=== Listed entries ===

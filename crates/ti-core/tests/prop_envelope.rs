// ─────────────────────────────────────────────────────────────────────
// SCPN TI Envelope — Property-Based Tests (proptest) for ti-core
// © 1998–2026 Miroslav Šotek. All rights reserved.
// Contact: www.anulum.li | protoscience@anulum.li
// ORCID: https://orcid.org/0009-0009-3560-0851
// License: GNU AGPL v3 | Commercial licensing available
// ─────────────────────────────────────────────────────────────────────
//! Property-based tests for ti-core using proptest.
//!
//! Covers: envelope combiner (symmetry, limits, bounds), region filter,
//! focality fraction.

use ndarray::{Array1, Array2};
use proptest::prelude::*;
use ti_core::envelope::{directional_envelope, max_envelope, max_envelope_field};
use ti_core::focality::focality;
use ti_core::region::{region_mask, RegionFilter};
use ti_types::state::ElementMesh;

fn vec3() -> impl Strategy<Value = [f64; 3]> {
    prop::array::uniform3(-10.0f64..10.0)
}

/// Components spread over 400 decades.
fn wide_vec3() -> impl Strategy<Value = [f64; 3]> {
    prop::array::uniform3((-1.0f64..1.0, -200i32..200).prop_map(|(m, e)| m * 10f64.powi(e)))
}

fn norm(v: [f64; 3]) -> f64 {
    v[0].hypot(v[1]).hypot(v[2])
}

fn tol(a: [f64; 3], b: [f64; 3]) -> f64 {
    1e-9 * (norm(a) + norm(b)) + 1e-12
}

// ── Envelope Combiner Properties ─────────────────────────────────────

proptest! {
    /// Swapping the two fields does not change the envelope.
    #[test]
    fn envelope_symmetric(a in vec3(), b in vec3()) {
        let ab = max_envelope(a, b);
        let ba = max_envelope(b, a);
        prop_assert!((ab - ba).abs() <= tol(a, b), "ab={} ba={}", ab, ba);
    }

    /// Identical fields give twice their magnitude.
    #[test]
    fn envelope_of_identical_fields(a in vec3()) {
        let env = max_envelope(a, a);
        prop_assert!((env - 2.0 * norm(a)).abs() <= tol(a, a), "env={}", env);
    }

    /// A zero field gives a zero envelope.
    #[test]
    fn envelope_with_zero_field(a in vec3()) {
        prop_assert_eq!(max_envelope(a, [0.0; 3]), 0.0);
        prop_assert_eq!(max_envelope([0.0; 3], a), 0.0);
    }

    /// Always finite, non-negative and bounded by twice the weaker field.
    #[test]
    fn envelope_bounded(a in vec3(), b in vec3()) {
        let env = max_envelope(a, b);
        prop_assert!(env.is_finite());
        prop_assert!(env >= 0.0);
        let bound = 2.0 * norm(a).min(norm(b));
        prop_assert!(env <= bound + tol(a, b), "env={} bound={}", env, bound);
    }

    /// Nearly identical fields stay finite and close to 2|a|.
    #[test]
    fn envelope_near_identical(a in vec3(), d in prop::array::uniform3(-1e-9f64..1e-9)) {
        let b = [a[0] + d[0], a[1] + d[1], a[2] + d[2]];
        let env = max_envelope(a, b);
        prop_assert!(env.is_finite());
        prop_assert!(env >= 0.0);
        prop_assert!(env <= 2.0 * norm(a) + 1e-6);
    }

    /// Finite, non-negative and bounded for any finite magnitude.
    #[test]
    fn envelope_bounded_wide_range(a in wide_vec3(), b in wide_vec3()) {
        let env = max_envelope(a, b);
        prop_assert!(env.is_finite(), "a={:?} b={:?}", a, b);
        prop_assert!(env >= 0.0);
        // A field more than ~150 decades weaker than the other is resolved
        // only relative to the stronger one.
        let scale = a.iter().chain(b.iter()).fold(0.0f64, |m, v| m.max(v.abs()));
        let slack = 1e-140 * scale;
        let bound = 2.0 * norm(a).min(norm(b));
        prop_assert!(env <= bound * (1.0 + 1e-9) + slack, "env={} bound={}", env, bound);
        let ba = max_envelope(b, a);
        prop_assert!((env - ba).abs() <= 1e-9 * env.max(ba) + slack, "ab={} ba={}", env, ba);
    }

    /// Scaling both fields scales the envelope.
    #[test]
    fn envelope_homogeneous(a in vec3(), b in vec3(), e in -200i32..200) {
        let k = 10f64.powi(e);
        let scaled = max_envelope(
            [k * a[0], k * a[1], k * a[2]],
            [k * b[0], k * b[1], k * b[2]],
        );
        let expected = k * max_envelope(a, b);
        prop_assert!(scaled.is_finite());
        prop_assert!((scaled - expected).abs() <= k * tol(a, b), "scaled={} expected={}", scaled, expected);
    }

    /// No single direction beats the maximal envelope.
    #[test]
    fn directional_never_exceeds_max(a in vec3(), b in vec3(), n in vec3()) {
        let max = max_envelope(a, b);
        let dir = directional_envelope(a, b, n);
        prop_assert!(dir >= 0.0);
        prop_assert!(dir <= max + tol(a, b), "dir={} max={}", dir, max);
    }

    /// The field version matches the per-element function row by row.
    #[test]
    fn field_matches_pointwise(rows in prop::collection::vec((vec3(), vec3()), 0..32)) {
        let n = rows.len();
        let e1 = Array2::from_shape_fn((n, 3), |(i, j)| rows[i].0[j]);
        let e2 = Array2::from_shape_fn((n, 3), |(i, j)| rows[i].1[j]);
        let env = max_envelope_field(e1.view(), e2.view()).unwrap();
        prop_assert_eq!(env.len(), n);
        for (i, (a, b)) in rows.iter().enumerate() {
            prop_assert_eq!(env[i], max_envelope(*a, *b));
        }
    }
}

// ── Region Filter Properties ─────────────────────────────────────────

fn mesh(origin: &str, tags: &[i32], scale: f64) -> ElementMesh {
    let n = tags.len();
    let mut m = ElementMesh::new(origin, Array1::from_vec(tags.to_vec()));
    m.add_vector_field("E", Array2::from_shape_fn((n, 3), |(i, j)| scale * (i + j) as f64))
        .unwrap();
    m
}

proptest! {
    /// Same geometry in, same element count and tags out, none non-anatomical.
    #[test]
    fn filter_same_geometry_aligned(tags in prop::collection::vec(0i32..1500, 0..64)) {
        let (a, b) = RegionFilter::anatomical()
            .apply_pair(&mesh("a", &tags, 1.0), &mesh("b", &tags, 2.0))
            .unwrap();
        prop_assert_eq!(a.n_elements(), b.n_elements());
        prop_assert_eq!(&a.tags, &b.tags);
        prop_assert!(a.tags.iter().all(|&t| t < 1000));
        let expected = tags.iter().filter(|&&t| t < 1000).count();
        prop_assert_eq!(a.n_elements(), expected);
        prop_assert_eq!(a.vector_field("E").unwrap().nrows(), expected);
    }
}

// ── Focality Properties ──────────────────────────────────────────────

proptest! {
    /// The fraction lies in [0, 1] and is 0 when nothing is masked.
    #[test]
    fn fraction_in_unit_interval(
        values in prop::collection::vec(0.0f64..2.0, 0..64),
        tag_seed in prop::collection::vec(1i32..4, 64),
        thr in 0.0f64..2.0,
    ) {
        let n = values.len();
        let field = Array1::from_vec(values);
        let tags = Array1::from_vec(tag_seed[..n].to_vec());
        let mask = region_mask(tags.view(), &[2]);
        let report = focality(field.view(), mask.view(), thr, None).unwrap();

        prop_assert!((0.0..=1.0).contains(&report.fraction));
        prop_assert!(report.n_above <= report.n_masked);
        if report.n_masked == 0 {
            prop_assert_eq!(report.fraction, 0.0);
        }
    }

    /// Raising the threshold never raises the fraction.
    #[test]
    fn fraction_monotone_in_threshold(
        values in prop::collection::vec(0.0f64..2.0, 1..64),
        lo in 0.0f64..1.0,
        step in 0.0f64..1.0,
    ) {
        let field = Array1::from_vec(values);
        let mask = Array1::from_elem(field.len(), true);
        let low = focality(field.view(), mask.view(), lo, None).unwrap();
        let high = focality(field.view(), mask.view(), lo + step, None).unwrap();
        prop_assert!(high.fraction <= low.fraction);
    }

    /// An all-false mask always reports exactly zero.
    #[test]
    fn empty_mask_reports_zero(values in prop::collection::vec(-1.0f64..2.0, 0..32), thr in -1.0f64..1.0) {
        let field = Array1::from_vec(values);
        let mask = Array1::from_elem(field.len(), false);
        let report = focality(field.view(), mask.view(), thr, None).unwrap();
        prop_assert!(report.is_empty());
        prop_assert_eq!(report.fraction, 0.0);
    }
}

===

From the entries, copy every line in which the word "unwrap" occurs.

        let env = max_envelope_field(e1.view(), e2.view()).unwrap();
        .unwrap();
            .unwrap();
        prop_assert_eq!(a.vector_field("E").unwrap().nrows(), expected);
        let report = focality(field.view(), mask.view(), thr, None).unwrap();
        let low = focality(field.view(), mask.view(), lo, None).unwrap();
        let high = focality(field.view(), mask.view(), lo + step, None).unwrap();
        let report = focality(field.view(), mask.view(), thr, None).unwrap();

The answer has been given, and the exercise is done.